From Organization to Viability: A Multi-Level Analysis of Gait Dynamics Under Occlusal Constraint
Abstract
Clinical interpretation often assumes that observable performance sufficiently reflects the organization of an adaptive system.
However, similar observable performance may arise from distinct latent organizations.
This study extends a previous multi-level framework by introducing Level 4, centered on observed longitudinal viability.
Using an exploratory single-case design, gait data from a Parkinsonian participant were recorded with instrumented insoles under three occlusal conditions: neutral natural occlusion (ONL), a 2.5-degree increase in vertical dimension of occlusion (OC2.5), and a 3-degree increase (OC3).
Two sessions, separated by eleven weeks and a structured sensorimotor intervention, were analyzed.
The vertical dimension of occlusion was treated as an experimentally varied constraint applied to an adaptive neuromechanical system.

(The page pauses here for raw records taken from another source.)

//! Configuration management for rollcall.
//!
//! Configuration is layered with figment: built-in defaults, then an
//! optional TOML file, then `ROLLCALL_` environment variables.

use std::path::PathBuf;

use figment::{
    providers::{Env, Format, Serialized, Toml},
    Figment,
};
use serde::{Deserialize, Serialize};

use crate::error::{Error, Result};
use crate::report::DEFAULT_RECENT_DATES;

/// Default configuration file name.
const CONFIG_FILE_NAME: &str = "config.toml";

/// Default data directory name.
const DATA_DIR_NAME: &str = "rollcall";

/// Default database file name.
const DATABASE_FILE_NAME: &str = "rollcall.db";

/// Environment variable prefix.
const ENV_PREFIX: &str = "ROLLCALL_";

/// Application configuration.
///
/// Sources, highest precedence first:
/// 1. Environment variables (`ROLLCALL_STORAGE__DATABASE_PATH`, ...)
/// 2. TOML config file at `~/.config/rollcall/config.toml`
/// 3. Default values
#[derive(Debug, Clone, Default, PartialEq, Serialize, Deserialize)]
#[serde(default)]
pub struct Config {
    /// Storage configuration.
    pub storage: StorageConfig,
    /// Report configuration.
    pub reports: ReportConfig,
}

/// Storage-related configuration.
#[derive(Debug, Clone, Default, PartialEq, Serialize, Deserialize)]
#[serde(default)]
pub struct StorageConfig {
    /// Path to the database file.
    /// Defaults to `~/.local/share/rollcall/rollcall.db`
    pub database_path: Option<PathBuf>,
}

/// How per-student statistics are ordered in a report.
#[derive(Debug, Clone, Copy, PartialEq, Eq, Default, Serialize, Deserialize)]
#[serde(rename_all = "lowercase")]
pub enum StatsOrder {
    /// Highest attendance rate first.
    #[default]
    Rate,
    /// Same order as the roster.
    Roster,
}

/// Report-related configuration.
#[derive(Debug, Clone, PartialEq, Serialize, Deserialize)]
#[serde(default)]
pub struct ReportConfig {
    /// How many of the most recent attendance dates to summarize.
    pub recent_dates_limit: usize,
    /// Ordering of per-student statistics.
    pub order: StatsOrder,
}

impl Default for ReportConfig {
    fn default() -> Self {
        Self {
            recent_dates_limit: DEFAULT_RECENT_DATES,
            order: StatsOrder::Rate,
        }
    }
}

impl Config {
    /// Load configuration from all sources.
    ///
    /// # Errors
    ///
    /// Returns an error if configuration loading, parsing or validation fails.
    pub fn load() -> Result<Self> {
        Self::load_from(None)
    }

    /// Load configuration with an optional custom config path.
    ///
    /// A missing file is not an error; defaults apply.
    ///
    /// # Errors
    ///
    /// Returns an error if configuration loading, parsing or validation fails.
    pub fn load_from(config_path: Option<PathBuf>) -> Result<Self> {
        let config_file = config_path.unwrap_or_else(Self::default_config_path);

        let figment = Figment::new()
            .merge(Serialized::defaults(Config::default()))
            .merge(Toml::file(&config_file))
            .merge(Env::prefixed(ENV_PREFIX).split("__"));

        let config: Config = figment.extract()?;
        config.validate()?;
        Ok(config)
    }

    /// Get the default configuration file path.
    #[must_use]
    pub fn default_config_path() -> PathBuf {
        dirs::config_dir()
            .unwrap_or_else(|| PathBuf::from(".config"))
            .join(DATA_DIR_NAME)
            .join(CONFIG_FILE_NAME)
    }

    /// Get the default data directory path.
    #[must_use]
    pub fn default_data_dir() -> PathBuf {
        dirs::data_local_dir()
            .unwrap_or_else(|| PathBuf::from(".local/share"))
            .join(DATA_DIR_NAME)
    }

    /// Validate the configuration.
    ///
    /// # Errors
    ///
    /// Returns an error if any configuration values are invalid.
    pub fn validate(&self) -> Result<()> {
        if self.reports.recent_dates_limit == 0 {
            return Err(Error::ConfigValidation {
                message: "recent_dates_limit must be greater than 0".to_string(),
            });
        }

        if let Some(path) = &self.storage.database_path {
            if path.as_os_str().is_empty() {
                return Err(Error::ConfigValidation {
                    message: "database_path must not be empty".to_string(),
                });
            }
        }

        Ok(())
    }

    /// Get the database path, resolving defaults if not set.
    #[must_use]
    pub fn database_path(&self) -> PathBuf {
        self.storage
            .database_path
            .clone()
            .unwrap_or_else(|| Self::default_data_dir().join(DATABASE_FILE_NAME))
    }
}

Although observable performance remained broadly comparable across conditions, PCA-based latent-space analysis revealed distinct longitudinal centroid displacements: OC3 showed the smallest displacement, ONL an intermediate displacement, and OC2.5 the largest.

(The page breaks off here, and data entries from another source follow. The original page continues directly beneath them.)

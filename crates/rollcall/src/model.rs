//! Core data types for rollcall.
//!
//! These are the shapes persisted in the key-value store. Field names follow
//! the stored JSON contract (`studentId`, `createdAt`), so every struct here
//! is serialized in camelCase.

use std::collections::BTreeMap;

use chrono::{DateTime, NaiveDate, Utc};
use serde::{Deserialize, Serialize};

use crate::codec::Validate;

/// Date format used for attendance keys and records.
pub const DATE_FORMAT: &str = "%Y-%m-%d";

/// A student on the roster.
#[derive(Debug, Clone, PartialEq, Eq, Serialize, Deserialize)]
#[serde(rename_all = "camelCase")]
pub struct Student {
    /// Unique, stable identifier assigned at creation.
    pub id: String,

    /// Display name, never blank.
    pub name: String,

    /// Optional contact email.
    #[serde(default, skip_serializing_if = "Option::is_none")]
    pub email: Option<String>,

    /// When the student was added.
    pub created_at: DateTime<Utc>,
}

impl Validate for Student {
    fn validate(&self) -> std::result::Result<(), String> {
        if self.id.is_empty() {
            return Err("student has an empty id".to_string());
        }
        if self.name.trim().is_empty() {
            return Err(format!("student {} has a blank name", self.id));
        }
        Ok(())
    }
}

/// Whether a student attended on a given day.
#[derive(Debug, Clone, Copy, PartialEq, Eq, Hash, PartialOrd, Ord, Serialize, Deserialize)]
#[serde(rename_all = "lowercase")]
pub enum AttendanceStatus {
    /// The student was there.
    Present,
    /// The student was not.
    Absent,
}

impl std::fmt::Display for AttendanceStatus {
    fn fmt(&self, f: &mut std::fmt::Formatter<'_>) -> std::fmt::Result {
        match self {
            Self::Present => write!(f, "present"),
            Self::Absent => write!(f, "absent"),
        }
    }
}

/// Status field of a stored history record.
///
/// History written by other tools may carry values other than `present` and
/// `absent`. Those are kept verbatim so rewriting the log does not drop
/// them, and aggregation ignores them.
#[derive(Debug, Clone, PartialEq, Eq, Hash, PartialOrd, Ord, Serialize, Deserialize)]
#[serde(untagged)]
pub enum RecordStatus {
    /// `present` or `absent`.
    Known(AttendanceStatus),
    /// Anything else.
    Other(String),
}

impl RecordStatus {
    /// The recognised status, if any.
    #[must_use]
    pub fn known(&self) -> Option<AttendanceStatus> {
        match self {
            Self::Known(status) => Some(*status),
            Self::Other(_) => None,
        }
    }
}

impl From<AttendanceStatus> for RecordStatus {
    fn from(status: AttendanceStatus) -> Self {
        Self::Known(status)
    }
}

/// One entry of the cumulative attendance history.
#[derive(Debug, Clone, PartialEq, Eq, Hash, PartialOrd, Ord, Serialize, Deserialize)]
#[serde(rename_all = "camelCase")]
pub struct AttendanceRecord {
    /// Id of the student this record belongs to.
    pub student_id: String,
    /// Calendar date of the mark.
    pub date: NaiveDate,
    /// The mark itself.
    pub status: RecordStatus,
}

impl AttendanceRecord {
    /// Create a record with a recognised status.
    #[must_use]
    pub fn new(student_id: impl Into<String>, date: NaiveDate, status: AttendanceStatus) -> Self {
        Self {
            student_id: student_id.into(),
            date,
            status: status.into(),
        }
    }

    /// Check if this record marks the student present.
    #[must_use]
    pub fn is_present(&self) -> bool {
        self.status.known() == Some(AttendanceStatus::Present)
    }

    /// Check if this record marks the student absent.
    #[must_use]
    pub fn is_absent(&self) -> bool {
        self.status.known() == Some(AttendanceStatus::Absent)
    }
}

impl Validate for AttendanceRecord {
    fn validate(&self) -> std::result::Result<(), String> {
        if self.student_id.is_empty() {
            return Err(format!("record on {} has an empty studentId", self.date));
        }
        Ok(())
    }
}

impl Validate for AttendanceStatus {}

/// Marks for a single calendar date, keyed by student id.
///
/// Students who have not been marked are simply missing from the map.
pub type DailyAttendance = BTreeMap<String, AttendanceStatus>;

/// Format a date the way keys and records store it.
#[must_use]
pub fn format_date(date: NaiveDate) -> String {
    date.format(DATE_FORMAT).to_string()
}
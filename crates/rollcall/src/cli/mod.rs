//! Command-line interface for rollcall.
//!
//! This module provides the CLI structure for the `rollcall` binary and the
//! confirmation prompt used by destructive commands.

mod commands;

use std::io::{BufRead, Write};
use std::path::PathBuf;

use clap::{Parser, Subcommand};

pub use commands::{
    ClearCommand, ConfigCommand, MarkCommand, OrderArg, ReportCommand, StatusArg, StudentCommand,
    TodayCommand,
};

use crate::logging::Verbosity;

/// rollcall - Classroom attendance tracking
///
/// Keep a roster of students, mark them present or absent each day, and
/// report attendance rates from the accumulated history.
#[derive(Debug, Parser)]
#[command(name = "rollcall")]
#[command(author, version, about, long_about = None)]
#[command(propagate_version = true)]
pub struct Cli {
    /// Path to custom configuration file
    #[arg(short, long, global = true, value_name = "FILE")]
    pub config: Option<PathBuf>,

    /// Increase verbosity (-v for debug, -vv for trace)
    #[arg(short, long, action = clap::ArgAction::Count, global = true)]
    pub verbose: u8,

    /// Suppress all output except errors
    #[arg(short, long, global = true)]
    pub quiet: bool,

    /// The command to execute
    #[command(subcommand)]
    pub command: Command,
}

/// Available commands.
#[derive(Debug, Subcommand)]
pub enum Command {
    /// Manage the student roster
    #[command(subcommand)]
    Student(StudentCommand),

    /// Mark a student present or absent for today
    Mark(MarkCommand),

    /// Show today's attendance
    Today(TodayCommand),

    /// Clear all of today's attendance
    Clear(ClearCommand),

    /// Show attendance statistics
    Report(ReportCommand),

    /// View configuration
    #[command(subcommand)]
    Config(ConfigCommand),
}

impl Cli {
    /// Get the verbosity level based on flags.
    #[must_use]
    pub fn verbosity(&self) -> Verbosity {
        Verbosity::from_flags(self.quiet, self.verbose)
    }
}

/// Ask a yes/no question, defaulting to no.
///
/// Only `y` or `yes` (any case) confirms; end of input declines.
///
/// # Errors
///
/// Returns an error if writing the prompt or reading the answer fails.
pub fn confirm<R: BufRead, W: Write>(
    prompt: &str,
    input: &mut R,
    output: &mut W,
) -> std::io::Result<bool> {
    write!(output, "{prompt} [y/N] ")?;
    output.flush()?;

    let mut answer = String::new();
    input.read_line(&mut answer)?;
    Ok(matches!(
        answer.trim().to_ascii_lowercase().as_str(),
        "y" | "yes"
    ))
}

#[cfg(test)]
mod tests {
    use super::*;
    use clap::CommandFactory;

    #[test]
    fn test_cli_name() {
        assert_eq!(Cli::command().get_name(), "rollcall");
    }

    #[test]
    fn test_cli_verify() {
        Cli::command().debug_assert();
    }

    #[test]
    fn test_verbosity_from_flags() {
        let cli = Cli::try_parse_from(["rollcall", "-q", "today"]).unwrap();
        assert_eq!(cli.verbosity(), Verbosity::Quiet);

        let cli = Cli::try_parse_from(["rollcall", "-vv", "today"]).unwrap();
        assert_eq!(cli.verbosity(), Verbosity::Trace);
    }

    #[test]
    fn test_parse_student_add() {
        let cli =
            Cli::try_parse_from(["rollcall", "student", "add", "Alice", "-e", "a@school.org"])
                .unwrap();
        match cli.command {
            Command::Student(StudentCommand::Add { name, email }) => {
                assert_eq!(name, "Alice");
                assert_eq!(email.as_deref(), Some("a@school.org"));
            }
            other => panic!("unexpected command: {other:?}"),
        }
    }

    #[test]
    fn test_parse_mark() {
        let cli = Cli::try_parse_from(["rollcall", "mark", "1704067200000", "absent"]).unwrap();
        match cli.command {
            Command::Mark(cmd) => {
                assert_eq!(cmd.student_id, "1704067200000");
                assert_eq!(cmd.status, StatusArg::Absent);
            }
            other => panic!("unexpected command: {other:?}"),
        }
    }

    #[test]
    fn test_parse_mark_rejects_unknown_status() {
        assert!(Cli::try_parse_from(["rollcall", "mark", "1", "late"]).is_err());
    }

    #[test]
    fn test_parse_clear_with_yes() {
        let cli = Cli::try_parse_from(["rollcall", "clear", "--yes"]).unwrap();
        assert!(matches!(cli.command, Command::Clear(ClearCommand { yes: true })));
    }

    #[test]
    fn test_parse_report_overrides() {
        let cli =
            Cli::try_parse_from(["rollcall", "report", "--limit", "3", "--order", "roster"])
                .unwrap();
        match cli.command {
            Command::Report(cmd) => {
                assert_eq!(cmd.limit, Some(3));
                assert_eq!(cmd.order, Some(OrderArg::Roster));
                assert!(!cmd.json);
            }
            other => panic!("unexpected command: {other:?}"),
        }
    }

    #[test]
    fn test_parse_with_config() {
        let cli = Cli::try_parse_from(["rollcall", "-c", "/custom/config.toml", "today"]).unwrap();
        assert_eq!(cli.config, Some(PathBuf::from("/custom/config.toml")));
    }

    #[test]
    fn test_confirm_answers() {
        for (answer, expected) in [
            ("y\n", true),
            ("YES\n", true),
            ("n\n", false),
            ("\n", false),
            ("", false),
            ("maybe\n", false),
        ] {
            let mut input = answer.as_bytes();
            let mut output = Vec::new();
            assert_eq!(
                confirm("Clear?", &mut input, &mut output).unwrap(),
                expected,
                "answer {answer:?}"
            );
            assert_eq!(String::from_utf8(output).unwrap(), "Clear? [y/N] ");
        }
    }
}
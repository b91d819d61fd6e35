//! OAuth 2.0 types for MCP authentication.

use serde::{Deserialize, Serialize};
use tokio::time::Instant;

/// Records that stop being valid at a fixed instant.
pub trait Expiring {
    fn expires_at(&self) -> Instant;

    /// Expired once `now` is strictly past the expiry instant.
    fn is_expired_at(&self, now: Instant) -> bool {
        self.expires_at() < now
    }
}

/// An authorization code issued on an authorize request.
#[derive(Debug, Clone)]
pub struct AuthCode {
    pub client_id: String,
    pub redirect_uri: String,
    pub scope: String,
    pub expires_at: Instant,
}

/// An access token for the protected routes.
#[derive(Debug, Clone)]
pub struct AccessToken {
    pub scope: String,
    pub expires_at: Instant,
}

impl Expiring for AuthCode {
    fn expires_at(&self) -> Instant {
        self.expires_at
    }
}

impl Expiring for AccessToken {
    fn expires_at(&self) -> Instant {
        self.expires_at
    }
}

/// Query parameters of `GET /oauth/authorize`.
#[derive(Debug, Clone, Default, Deserialize)]
pub struct AuthorizeParams {
    pub client_id: Option<String>,
    pub redirect_uri: Option<String>,
    pub response_type: Option<String>,
    pub state: Option<String>,
    pub scope: Option<String>,
}

/// Body of `POST /oauth/token`.
#[derive(Debug, Clone, Default, Deserialize)]
pub struct TokenParams {
    pub grant_type: Option<String>,
    pub code: Option<String>,
    pub redirect_uri: Option<String>,
}

/// Successful token response.
#[derive(Debug, Clone, Serialize)]
pub struct IssuedToken {
    pub access_token: String,
    pub token_type: &'static str,
    pub expires_in: u64,
    pub scope: String,
}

Bootstrap resampling confirmed the stability of this Euclidean ordering within the dataset.
A complementary Mahalanobis analysis, accounting for within-condition covariance, produced a different ranking, indicating that covariance contributes to the observed displacement.

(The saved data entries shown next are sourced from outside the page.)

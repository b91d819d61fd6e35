//! In-memory OAuth store: authorization codes and access tokens.

use std::collections::HashMap;
use std::collections::hash_map::Entry;
use std::sync::Arc;
use std::time::Duration;

use rand::Rng;
use tokio::sync::RwLock;
use tokio::task::JoinHandle;
use tokio::time::Instant;
use url::Url;

use super::types::{AccessToken, AuthCode, AuthorizeParams, Expiring, IssuedToken, TokenParams};
use crate::error::AuthError;

/// Auth code lifetime: 5 minutes.
pub const AUTH_CODE_LIFETIME: Duration = Duration::from_secs(300);
/// Access token lifetime: 1 hour.
pub const ACCESS_TOKEN_LIFETIME: Duration = Duration::from_secs(3600);
/// Cleanup interval: 5 minutes.
const CLEANUP_INTERVAL: Duration = Duration::from_secs(300);

/// Random bytes behind an authorization code.
const CODE_BYTES: usize = 24;
/// Random bytes behind an access token.
const TOKEN_BYTES: usize = 32;

/// Keyed storage for short-lived credentials.
///
/// Keys are the opaque credential strings. Records are never rewritten after
/// insertion, only removed.
#[async_trait::async_trait]
pub trait CredentialStore<V>: Send + Sync {
    async fn get(&self, key: &str) -> Option<V>;

    /// Insert unless the key is taken. Returns `false` on collision.
    async fn insert_new(&self, key: String, value: V) -> bool;

    /// Remove and return a record. Only one concurrent caller gets `Some`.
    async fn remove(&self, key: &str) -> Option<V>;

    /// Drop every record expired at `now`, returning how many went.
    async fn purge_expired(&self, now: Instant) -> usize;

    async fn len(&self) -> usize;
}

/// `CredentialStore` backed by a `RwLock<HashMap>`.
pub struct MemoryStore<V> {
    entries: RwLock<HashMap<String, V>>,
}

impl<V> MemoryStore<V> {
    #[must_use]
    pub fn new() -> Self {
        Self { entries: RwLock::new(HashMap::new()) }
    }
}

impl<V> Default for MemoryStore<V> {
    fn default() -> Self {
        Self::new()
    }
}

#[async_trait::async_trait]
impl<V> CredentialStore<V> for MemoryStore<V>
where
    V: Expiring + Clone + Send + Sync + 'static,
{
    async fn get(&self, key: &str) -> Option<V> {
        self.entries.read().await.get(key).cloned()
    }

    async fn insert_new(&self, key: String, value: V) -> bool {
        match self.entries.write().await.entry(key) {
            Entry::Occupied(_) => false,
            Entry::Vacant(slot) => {
                slot.insert(value);
                true
            }
        }
    }

    async fn remove(&self, key: &str) -> Option<V> {
        self.entries.write().await.remove(key)
    }

    async fn purge_expired(&self, now: Instant) -> usize {
        let mut entries = self.entries.write().await;
        let before = entries.len();
        entries.retain(|_, record| !record.is_expired_at(now));
        before - entries.len()
    }

    async fn len(&self) -> usize {
        self.entries.read().await.len()
    }
}

/// Result of a successful authorize request.
#[derive(Debug, Clone)]
pub struct AuthorizationGrant {
    pub code: String,
    /// Where to send the user agent: the client's redirect URI carrying `code` and `state`.
    pub redirect_to: Url,
}

/// In-memory OAuth state store.
#[derive(Clone)]
pub struct OAuthStore {
    auth_codes: Arc<dyn CredentialStore<AuthCode>>,
    access_tokens: Arc<dyn CredentialStore<AccessToken>>,
}

impl OAuthStore {
    #[must_use]
    pub fn new() -> Self {
        Self::with_stores(
            Arc::new(MemoryStore::<AuthCode>::new()),
            Arc::new(MemoryStore::<AccessToken>::new()),
        )
    }

    /// Build on top of custom code and token stores.
    #[must_use]
    pub fn with_stores(
        auth_codes: Arc<dyn CredentialStore<AuthCode>>,
        access_tokens: Arc<dyn CredentialStore<AccessToken>>,
    ) -> Self {
        Self { auth_codes, access_tokens }
    }

    /// Hex-encode `N` bytes from the thread-local CSPRNG.
    fn generate_token<const N: usize>() -> String
    where
        rand::distributions::Standard: rand::distributions::Distribution<[u8; N]>,
    {
        let bytes: [u8; N] = rand::thread_rng().r#gen();
        hex::encode(bytes)
    }

    /// Issue an authorization code for an authorize request.
    ///
    /// Nothing is stored unless the request is well formed.
    pub async fn issue_code(&self, params: &AuthorizeParams) -> Result<AuthorizationGrant, AuthError> {
        let client_id = present(params.client_id.as_deref());
        let redirect_uri = present(params.redirect_uri.as_deref());

        let (Some(client_id), Some(redirect_uri)) = (client_id, redirect_uri) else {
            return Err(AuthError::InvalidRequest);
        };
        if params.response_type.as_deref() != Some("code") {
            return Err(AuthError::InvalidRequest);
        }
        let redirect_url = Url::parse(redirect_uri).map_err(|_| AuthError::InvalidRequest)?;

        let record = AuthCode {
            client_id: client_id.to_owned(),
            redirect_uri: redirect_uri.to_owned(),
            scope: params.scope.clone().unwrap_or_default(),
            expires_at: Instant::now() + AUTH_CODE_LIFETIME,
        };

        let code = loop {
            let candidate = Self::generate_token::<CODE_BYTES>();
            if self.auth_codes.insert_new(candidate.clone(), record.clone()).await {
                break candidate;
            }
        };

        let redirect_to = redirect_with_code(&redirect_url, &code, present(params.state.as_deref()));
        Ok(AuthorizationGrant { code, redirect_to })
    }

    /// Exchange an authorization code for an access token.
    pub async fn exchange_code(&self, params: &TokenParams) -> Result<IssuedToken, AuthError> {
        let code = present(params.code.as_deref());
        let (Some("authorization_code"), Some(code)) = (params.grant_type.as_deref(), code) else {
            return Err(AuthError::UnsupportedGrantType);
        };

        let record = self.auth_codes.get(code).await.ok_or(AuthError::InvalidGrant)?;

        if record.is_expired_at(Instant::now()) {
            let _ = self.auth_codes.remove(code).await;
            return Err(AuthError::ExpiredCode);
        }

        if let Some(redirect_uri) = present(params.redirect_uri.as_deref()) {
            if redirect_uri != record.redirect_uri {
                // The code stays redeemable with the right redirect_uri.
                return Err(AuthError::RedirectUriMismatch);
            }
        }

        // Whoever removes the code wins; a concurrent exchange sees it gone.
        let record = self.auth_codes.remove(code).await.ok_or(AuthError::InvalidGrant)?;

        let access_token = loop {
            let candidate = Self::generate_token::<TOKEN_BYTES>();
            let token = AccessToken {
                scope: record.scope.clone(),
                expires_at: Instant::now() + ACCESS_TOKEN_LIFETIME,
            };
            if self.access_tokens.insert_new(candidate.clone(), token).await {
                break candidate;
            }
        };

        Ok(IssuedToken {
            access_token,
            token_type: "Bearer",
            expires_in: ACCESS_TOKEN_LIFETIME.as_secs(),
            scope: record.scope,
        })
    }

    /// Validate an access token, deleting it if it has expired.
    pub async fn validate_access_token(&self, token: &str) -> Result<AccessToken, AuthError> {
        let record = self.access_tokens.get(token).await.ok_or(AuthError::InvalidToken)?;

        if record.is_expired_at(Instant::now()) {
            let _ = self.access_tokens.remove(token).await;
            return Err(AuthError::ExpiredToken);
        }

        Ok(record)
    }

    /// Number of live (not yet removed) codes and tokens.
    pub async fn counts(&self) -> (usize, usize) {
        (self.auth_codes.len().await, self.access_tokens.len().await)
    }

    /// Start background cleanup task for expired tokens and codes.
    pub fn start_cleanup_task(&self) -> JoinHandle<()> {
        let store = self.clone();
        tokio::spawn(async move {
            let mut interval = tokio::time::interval(CLEANUP_INTERVAL);
            loop {
                interval.tick().await;
                store.cleanup_expired().await;
            }
        })
    }

    /// Remove every expired code and token.
    pub async fn cleanup_expired(&self) {
        let now = Instant::now();

        let codes = self.auth_codes.purge_expired(now).await;
        if codes > 0 {
            tracing::debug!(count = codes, "Cleaned up expired authorization codes");
        }

        let tokens = self.access_tokens.purge_expired(now).await;
        if tokens > 0 {
            tracing::debug!(count = tokens, "Cleaned up expired access tokens");
        }
    }
}

impl Default for OAuthStore {
    fn default() -> Self {
        Self::new()
    }
}

impl std::fmt::Debug for OAuthStore {
    fn fmt(&self, f: &mut std::fmt::Formatter<'_>) -> std::fmt::Result {
        f.debug_struct("OAuthStore").finish()
    }
}

/// Treat empty strings like absent parameters.
fn present(value: Option<&str>) -> Option<&str> {
    value.filter(|v| !v.is_empty())
}

/// Set `code` (and `state`, when given) on the redirect URI, replacing any
/// existing values while keeping other query parameters.
fn redirect_with_code(redirect_uri: &Url, code: &str, state: Option<&str>) -> Url {
    let kept: Vec<(String, String)> = redirect_uri
        .query_pairs()
        .filter(|(k, _)| *k != "code" && !(state.is_some() && *k == "state"))
        .map(|(k, v)| (k.into_owned(), v.into_owned()))
        .collect();

    let mut url = redirect_uri.clone();
    url.set_query(None);
    {
        let mut pairs = url.query_pairs_mut();
        pairs.extend_pairs(kept);
        pairs.append_pair("code", code);
        if let Some(state) = state {
            pairs.append_pair("state", state);
        }
    }
    url
}

#[cfg(test)]
mod tests {
    use super::*;

    fn authorize(state: Option<&str>) -> AuthorizeParams {
        AuthorizeParams {
            client_id: Some("c1".into()),
            redirect_uri: Some("https://cb.example/cb".into()),
            response_type: Some("code".into()),
            state: state.map(Into::into),
            scope: Some("tasks".into()),
        }
    }

    fn token_request(code: &str) -> TokenParams {
        TokenParams {
            grant_type: Some("authorization_code".into()),
            code: Some(code.into()),
            redirect_uri: None,
        }
    }

    #[tokio::test]
    async fn test_code_is_hex_of_24_bytes() {
        let store = OAuthStore::new();
        let grant = store.issue_code(&authorize(None)).await.unwrap();
        assert_eq!(grant.code.len(), CODE_BYTES * 2);
        assert!(grant.code.chars().all(|c| c.is_ascii_hexdigit()));
    }

    #[tokio::test]
    async fn test_redirect_carries_code_and_state() {
        let store = OAuthStore::new();
        let grant = store.issue_code(&authorize(Some("s1"))).await.unwrap();
        assert_eq!(
            grant.redirect_to.as_str(),
            format!("https://cb.example/cb?code={}&state=s1", grant.code)
        );
    }

    #[test]
    fn test_redirect_replaces_existing_code() {
        let base = Url::parse("https://cb.example/cb?keep=1&code=old").unwrap();
        let url = redirect_with_code(&base, "new", None);
        assert_eq!(url.as_str(), "https://cb.example/cb?keep=1&code=new");
    }

    #[tokio::test]
    async fn test_issue_rejects_bad_requests_without_storing() {
        let store = OAuthStore::new();

        let mut params = authorize(None);
        params.response_type = Some("token".into());
        assert_eq!(store.issue_code(&params).await.unwrap_err(), AuthError::InvalidRequest);

        let mut params = authorize(None);
        params.client_id = None;
        assert_eq!(store.issue_code(&params).await.unwrap_err(), AuthError::InvalidRequest);

        let mut params = authorize(None);
        params.redirect_uri = Some(String::new());
        assert_eq!(store.issue_code(&params).await.unwrap_err(), AuthError::InvalidRequest);

        let mut params = authorize(None);
        params.redirect_uri = Some("not a url".into());
        assert_eq!(store.issue_code(&params).await.unwrap_err(), AuthError::InvalidRequest);

        assert_eq!(store.counts().await, (0, 0));
    }

    #[tokio::test]
    async fn test_exchange_returns_bearer_token() {
        let store = OAuthStore::new();
        let grant = store.issue_code(&authorize(None)).await.unwrap();

        let issued = store.exchange_code(&token_request(&grant.code)).await.unwrap();
        assert_eq!(issued.token_type, "Bearer");
        assert_eq!(issued.expires_in, 3600);
        assert_eq!(issued.scope, "tasks");
        assert_eq!(issued.access_token.len(), TOKEN_BYTES * 2);

        let token = store.validate_access_token(&issued.access_token).await.unwrap();
        assert_eq!(token.scope, "tasks");
    }

    #[tokio::test]
    async fn test_unsupported_grant_type_checked_first() {
        let store = OAuthStore::new();
        let mut params = token_request("whatever");
        params.grant_type = Some("refresh_token".into());
        assert_eq!(store.exchange_code(&params).await.unwrap_err(), AuthError::UnsupportedGrantType);

        let params = TokenParams { grant_type: Some("authorization_code".into()), ..TokenParams::default() };
        assert_eq!(store.exchange_code(&params).await.unwrap_err(), AuthError::UnsupportedGrantType);
    }

    #[tokio::test]
    async fn test_memory_store_refuses_duplicate_keys() {
        let store: MemoryStore<AccessToken> = MemoryStore::new();
        let token = AccessToken { scope: String::new(), expires_at: Instant::now() };
        assert!(store.insert_new("k".into(), token.clone()).await);
        assert!(!store.insert_new("k".into(), token).await);
        assert_eq!(store.len().await, 1);
    }
}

Rather than invalidating Level 4, this finding shows that the proposed viability measure should be interpreted as an exploratory observational proxy rather than as a covariance-independent metric or validated biomarker.
These within-subject, exploratory, and non-causal results suggest that clinical relevance depends not only on instantaneous performance or latent organization, but also on the capacity of a configuration to maintain coherent longitudinal behavior over time.